▶ **WHAT YOU WILL DO**: Write out all the data below exactly.

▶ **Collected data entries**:
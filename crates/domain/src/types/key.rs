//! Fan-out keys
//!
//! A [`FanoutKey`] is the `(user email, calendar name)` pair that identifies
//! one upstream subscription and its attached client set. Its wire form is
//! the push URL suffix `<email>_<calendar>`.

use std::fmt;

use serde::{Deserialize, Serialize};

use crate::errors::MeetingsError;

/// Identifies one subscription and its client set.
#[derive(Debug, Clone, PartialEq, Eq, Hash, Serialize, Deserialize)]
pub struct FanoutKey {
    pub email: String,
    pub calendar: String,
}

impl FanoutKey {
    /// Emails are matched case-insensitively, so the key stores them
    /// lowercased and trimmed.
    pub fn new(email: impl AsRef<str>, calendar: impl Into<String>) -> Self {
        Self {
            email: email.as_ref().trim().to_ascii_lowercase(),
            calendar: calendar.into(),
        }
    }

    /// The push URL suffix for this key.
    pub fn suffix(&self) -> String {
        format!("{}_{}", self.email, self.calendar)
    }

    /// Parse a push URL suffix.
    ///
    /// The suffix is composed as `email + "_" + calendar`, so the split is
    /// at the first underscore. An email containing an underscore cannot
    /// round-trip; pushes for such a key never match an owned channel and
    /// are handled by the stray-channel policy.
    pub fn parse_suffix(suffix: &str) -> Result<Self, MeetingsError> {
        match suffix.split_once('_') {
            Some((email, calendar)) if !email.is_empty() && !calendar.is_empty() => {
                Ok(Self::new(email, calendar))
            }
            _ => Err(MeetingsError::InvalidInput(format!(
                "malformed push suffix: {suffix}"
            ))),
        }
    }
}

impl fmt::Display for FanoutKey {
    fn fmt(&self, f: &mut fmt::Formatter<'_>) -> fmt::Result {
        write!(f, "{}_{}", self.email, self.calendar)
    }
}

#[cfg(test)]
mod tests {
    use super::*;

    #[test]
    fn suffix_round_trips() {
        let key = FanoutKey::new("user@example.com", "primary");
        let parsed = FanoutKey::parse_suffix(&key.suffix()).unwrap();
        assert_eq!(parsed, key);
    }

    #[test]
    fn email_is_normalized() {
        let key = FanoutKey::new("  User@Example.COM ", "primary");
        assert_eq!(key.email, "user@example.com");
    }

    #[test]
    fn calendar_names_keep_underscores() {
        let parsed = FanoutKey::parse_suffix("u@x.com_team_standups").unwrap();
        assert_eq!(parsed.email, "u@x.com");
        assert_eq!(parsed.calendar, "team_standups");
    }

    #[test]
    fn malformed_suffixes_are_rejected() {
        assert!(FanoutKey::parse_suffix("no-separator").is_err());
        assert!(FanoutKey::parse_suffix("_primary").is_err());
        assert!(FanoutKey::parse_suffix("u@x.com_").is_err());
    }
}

▶ **THE COMPLETED TASK**:
filename crates/domain/src/types/key.rs
//! Fan-out keys
//!
//! A [`FanoutKey`] is the `(user email, calendar name)` pair that identifies
//! one upstream subscription and its attached client set. Its wire form is
//! the push URL suffix `<email>_<calendar>`.

use std::fmt;

use serde::{Deserialize, Serialize};

use crate::errors::MeetingsError;

/// Identifies one subscription and its client set.
#[derive(Debug, Clone, PartialEq, Eq, Hash, Serialize, Deserialize)]
pub struct FanoutKey {
    pub email: String,
    pub calendar: String,
}

impl FanoutKey {
    /// Emails are matched case-insensitively, so the key stores them
    /// lowercased and trimmed.
    pub fn new(email: impl AsRef<str>, calendar: impl Into<String>) -> Self {
        Self {
            email: email.as_ref().trim().to_ascii_lowercase(),
            calendar: calendar.into(),
        }
    }

    /// The push URL suffix for this key.
    pub fn suffix(&self) -> String {
        format!("{}_{}", self.email, self.calendar)
    }

    /// Parse a push URL suffix.
    ///
    /// The suffix is composed as `email + "_" + calendar`, so the split is
    /// at the first underscore. An email containing an underscore cannot
    /// round-trip; pushes for such a key never match an owned channel and
    /// are handled by the stray-channel policy.
    pub fn parse_suffix(suffix: &str) -> Result<Self, MeetingsError> {
        match suffix.split_once('_') {
            Some((email, calendar)) if !email.is_empty() && !calendar.is_empty() => {
                Ok(Self::new(email, calendar))
            }
            _ => Err(MeetingsError::InvalidInput(format!(
                "malformed push suffix: {suffix}"
            ))),
        }
    }
}

impl fmt::Display for FanoutKey {
    fn fmt(&self, f: &mut fmt::Formatter<'_>) -> fmt::Result {
        write!(f, "{}_{}", self.email, self.calendar)
    }
}

#[cfg(test)]
mod tests {
    use super::*;

    #[test]
    fn suffix_round_trips() {
        let key = FanoutKey::new("user@example.com", "primary");
        let parsed = FanoutKey::parse_suffix(&key.suffix()).unwrap();
        assert_eq!(parsed, key);
    }

    #[test]
    fn email_is_normalized() {
        let key = FanoutKey::new("  User@Example.COM ", "primary");
        assert_eq!(key.email, "user@example.com");
    }

    #[test]
    fn calendar_names_keep_underscores() {
        let parsed = FanoutKey::parse_suffix("u@x.com_team_standups").unwrap();
        assert_eq!(parsed.email, "u@x.com");
        assert_eq!(parsed.calendar, "team_standups");
    }

    #[test]
    fn malformed_suffixes_are_rejected() {
        assert!(FanoutKey::parse_suffix("no-separator").is_err());
        assert!(FanoutKey::parse_suffix("_primary").is_err());
        assert!(FanoutKey::parse_suffix("u@x.com_").is_err());
    }
}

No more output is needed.